Personal information
- Nationality: Norwegian
- Born: 26 June 2006 (age 20)

Sport
- Sport: Athletics
- Event: Middle-distance running

Achievements and titles
- Personal best(s): 800m: 1:47.08 (Bergen, 2026) 1500m: 3:30.28 (Pfungstadt, 2025) 3000m: 7:55.82 (Jessheim, 2024)

Medal record
Men's athletics
Representing Norway
European U20 Championships
| Gold medal – first place | 2025 Tampere | 1500 m |
| Gold medal – first place | 2025 Tampere | 3000 m |

= Håkon Moe Berg =

Norwegian middle-distance runner (born 2006)

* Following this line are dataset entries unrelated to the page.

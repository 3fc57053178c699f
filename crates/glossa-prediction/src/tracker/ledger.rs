//! In-flight predictions awaiting feedback, with a FIFO expiry queue.

use std::collections::VecDeque;

use chrono::{DateTime, Duration, Utc};
use glossa_core::{Candidate, PredictionId, StreamId};
use rustc_hash::FxHashMap;
use serde::{Deserialize, Serialize};

/// An issued prediction: everything feedback needs to attribute credit.
#[derive(Debug, Clone, PartialEq, Serialize, Deserialize)]
pub struct PendingPrediction {
    pub id: PredictionId,
    pub stream_id: StreamId,
    pub candidates: Vec<Candidate>,
    pub issued_at: DateTime<Utc>,
}

/// Issued → (Received | Expired). An entry leaves the ledger exactly once.
///
/// An entry expires once `max_pending` predictions have been issued after it,
/// or once it is at least `ttl` old, whichever comes first. Later predictions
/// count toward the window whether or not they were settled, so at most
/// `max_pending` entries are ever outstanding. The
/// queue may hold ids that were already received; those are skipped lazily.
/// Every expiry is counted in [`expired_total`](Self::expired_total).
#[derive(Debug)]
pub struct PredictionLedger {
    pending: FxHashMap<PredictionId, PendingPrediction>,
    queue: VecDeque<PredictionId>,
    max_pending: usize,
    ttl: Duration,
    newest: Option<PredictionId>,
    expired: u64,
}

impl PredictionLedger {
    pub fn new(max_pending: usize, ttl_secs: u64) -> Self {
        // chrono panics above i64::MAX milliseconds.
        let secs = ttl_secs.min(i64::MAX as u64 / 1_000) as i64;
        Self {
            pending: FxHashMap::default(),
            queue: VecDeque::new(),
            max_pending,
            ttl: Duration::seconds(secs),
            newest: None,
            expired: 0,
        }
    }

    /// Record a new prediction. Returns ids that fell out of the window.
    ///
    /// Ids are expected in issue order; an id older than the newest seen does
    /// not move the window.
    pub fn insert(&mut self, entry: PendingPrediction) -> Vec<PredictionId> {
        let now = entry.issued_at;
        if self.newest.map_or(true, |newest| entry.id > newest) {
            self.newest = Some(entry.id);
        }
        self.queue.push_back(entry.id);
        self.pending.insert(entry.id, entry);
        self.expire_due(now)
    }

    /// Remove and return a live entry. Entries outside the window are expired
    /// instead and yield `None`.
    pub fn take(&mut self, id: PredictionId, now: DateTime<Utc>) -> Option<PendingPrediction> {
        self.expire_due(now);
        self.pending.remove(&id)
    }

    /// Expire every entry that is at least `ttl` old or `max_pending` or more
    /// ids behind the newest, oldest first.
    pub fn expire_due(&mut self, now: DateTime<Utc>) -> Vec<PredictionId> {
        let mut expired = Vec::new();
        while let Some(front) = self.queue.front().copied() {
            let due = match self.pending.get(&front) {
                None => {
                    self.queue.pop_front();
                    continue;
                }
                Some(entry) => {
                    self.behind_window(front)
                        || now.signed_duration_since(entry.issued_at) >= self.ttl
                }
            };
            if !due {
                break;
            }
            self.queue.pop_front();
            self.pending.remove(&front);
            expired.push(front);
        }
        self.expired += expired.len() as u64;
        expired
    }

    /// Expire one entry regardless of the window. Returns whether it was live.
    pub fn expire(&mut self, id: PredictionId) -> bool {
        let live = self.pending.remove(&id).is_some();
        if live {
            self.expired += 1;
        }
        live
    }

    /// Expire every entry issued on `stream`. Returns how many.
    pub fn expire_stream(&mut self, stream: &StreamId) -> usize {
        let before = self.pending.len();
        self.pending.retain(|_, entry| &entry.stream_id != stream);
        let removed = before - self.pending.len();
        self.expired += removed as u64;
        removed
    }

    fn behind_window(&self, id: PredictionId) -> bool {
        match self.newest {
            Some(newest) => newest.0.saturating_sub(id.0) >= self.max_pending as u64,
            None => false,
        }
    }

    pub fn contains(&self, id: PredictionId) -> bool {
        self.pending.contains_key(&id)
    }

    pub fn len(&self) -> usize {
        self.pending.len()
    }

    pub fn is_empty(&self) -> bool {
        self.pending.is_empty()
    }

    /// Entries expired over the ledger's lifetime.
    pub fn expired_total(&self) -> u64 {
        self.expired
    }

    pub fn clear(&mut self) {
        self.pending.clear();
        self.queue.clear();
        self.newest = None;
    }
}
use serde::{Deserialize, Serialize};

use super::SegmentId;

/// A vocabulary segment aligned with the stream at a given position.
///
/// The stream's last `matched` characters equal the segment's first `matched`
/// characters. A complete match (`matched == len`) ends exactly at the
/// position; a partial match implies the continuation `content[matched..]`.
#[derive(Debug, Clone, PartialEq, Serialize, Deserialize)]
pub struct SegmentMatch {
    pub id: SegmentId,
    pub content: String,
    /// Aligned characters ending at the queried position.
    pub matched: usize,
    /// Segment length in characters.
    pub len: usize,
    pub confidence: f64,
    pub occurrences: u64,
}

impl SegmentMatch {
    pub fn is_complete(&self) -> bool {
        self.matched == self.len
    }

    /// The characters this segment predicts next, if it is not complete.
    pub fn continuation(&self) -> Option<&str> {
        if self.is_complete() {
            return None;
        }
        let start = self
            .content
            .char_indices()
            .nth(self.matched)
            .map(|(i, _)| i)?;
        Some(&self.content[start..])
    }
}
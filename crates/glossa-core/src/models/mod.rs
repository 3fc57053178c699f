//! Shared value types exchanged between the character model, the segment
//! discoverer, the hybrid predictor, and the performance tracker.

pub mod candidate;
pub mod distribution;
pub mod ids;
pub mod mode;
pub mod outcome;
pub mod segment_match;
pub mod source;

pub use candidate::{Candidate, RankedCandidates};
pub use distribution::CharDistribution;
pub use ids::{PredictionId, SegmentId, StreamId};
pub use mode::PredictionMode;
pub use outcome::Outcome;
pub use segment_match::SegmentMatch;
pub use source::Source;
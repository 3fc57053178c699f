use serde::{Deserialize, Serialize};

/// Probability distribution over the next character.
///
/// Entries are sorted by probability (descending), then by character, and
/// sum to 1 within floating-point error.
#[derive(Debug, Clone, PartialEq, Default, Serialize, Deserialize)]
pub struct CharDistribution {
    entries: Vec<(char, f64)>,
    /// True when no model data existed and the uniform fallback was used.
    pub cold_start: bool,
}

impl CharDistribution {
    /// Build from unsorted entries; sorts them into canonical order.
    pub fn new(mut entries: Vec<(char, f64)>, cold_start: bool) -> Self {
        entries.sort_by(|a, b| b.1.total_cmp(&a.1).then(a.0.cmp(&b.0)));
        Self {
            entries,
            cold_start,
        }
    }

    /// Uniform distribution over `alphabet`.
    pub fn uniform(alphabet: impl IntoIterator<Item = char>, cold_start: bool) -> Self {
        let chars: Vec<char> = alphabet.into_iter().collect();
        if chars.is_empty() {
            return Self::default();
        }
        let p = 1.0 / chars.len() as f64;
        Self::new(chars.into_iter().map(|c| (c, p)).collect(), cold_start)
    }

    pub fn entries(&self) -> &[(char, f64)] {
        &self.entries
    }

    pub fn probability(&self, ch: char) -> f64 {
        self.entries
            .iter()
            .find(|(c, _)| *c == ch)
            .map(|(_, p)| *p)
            .unwrap_or(0.0)
    }

    /// Most likely character, if any.
    pub fn top(&self) -> Option<(char, f64)> {
        self.entries.first().copied()
    }

    pub fn total(&self) -> f64 {
        self.entries.iter().map(|(_, p)| p).sum()
    }

    pub fn len(&self) -> usize {
        self.entries.len()
    }

    pub fn is_empty(&self) -> bool {
        self.entries.is_empty()
    }
}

Håkon Moe Berg (born 26 June 2006) is a Norwegian middle-distance runner. He won the senior national championship title over 1500 metres in 2025 and was a double European under-20 champion that year over 1500 metres and 3000 metres. He previously won his first national title indoors over 1500 metres in 2024.

==Biography==
Berg is from Kyrksæterøra. In June 2022, he placed ninth over 1500 metres at the senior Norwegian Athletics Championships. In August 2022, he competed in the 1500 meters at the 2022 European Athletics U18 Championships as a 16 year-old, placing fourth overall in Jerusalem, Israel. The following month, he won the 800 metres title at the Norwegian age-group championship.

In February 2024, he won the Norwegian Indoor Athletics Championships title over 1500 metres at the age of 17 years-old. In August 2024, he won the Norwegian under-20 title over 1500 metres outdoors in 3:43.97 ahead of his training mate Magnus Øyen. He subsequently placed sixth in the final of the 1500 metres at the 2024 World Athletics U20 Championships in Lima, Peru, in a time of 3:43.48.

===2025: Double European junior champion===
In June 2025, he placed third in the 1500 metres at the 2025 Bislett Games, running a personal best time of 3:35.41. Later that month, he represented Norway at the 2025 European Athletics Team Championships finishing second in the 1500 metres in the Second Division race in Maribor, Slovenia, in 3:42.76. In August 2025, he won the Norwegian Athletics Championships title over 1500 metres. Later that month, he competed at the 2025 European Athletics U20 Championships in Tampere, Finland, where he completed a golden double; winning gold in the 1500 metres, before later winning the gold medal in the 3000 metres. Later that month, he ran a new personal best for the 1500m of 3:30.28 in Pfungstadt, Germany.

In September 2025, he competed at the 2025 World Championships in Tokyo, Japan, without advancing to the semi-finals. In September 2025, he was nominated for the European Athletics male rising star award.

===2026===
Berg opened his 2026 indoor season with a win over 1500 metres in 3:34.32, an indoor European U23 record, on his first race in the senior ranks at the BAUHAUS-Galan Indoor, a World Athletics Indoor Tour Silver meeting, in Stockholm. On 1 February, he set a new personal best of 1:47.90 to win the 800 metres at the Nordenkampen in Karlstad. On 8 February, he set a meeting record over 1500 metres at the Sparkassen Indoor Meeting Dortmund, a World Athletics Indoor Tour Bronze meeting, running 3:34.02, an indoor personal best. Competing at the 2026 World Athletics Indoor Championships in Toruń, Poland, he placed fifth in his 1500 m heat after being active in the race, but did not advance to the final. In May, he set a personal best in the 800 metres at the Trond Mohn Games in Bergen, running 1:47.08.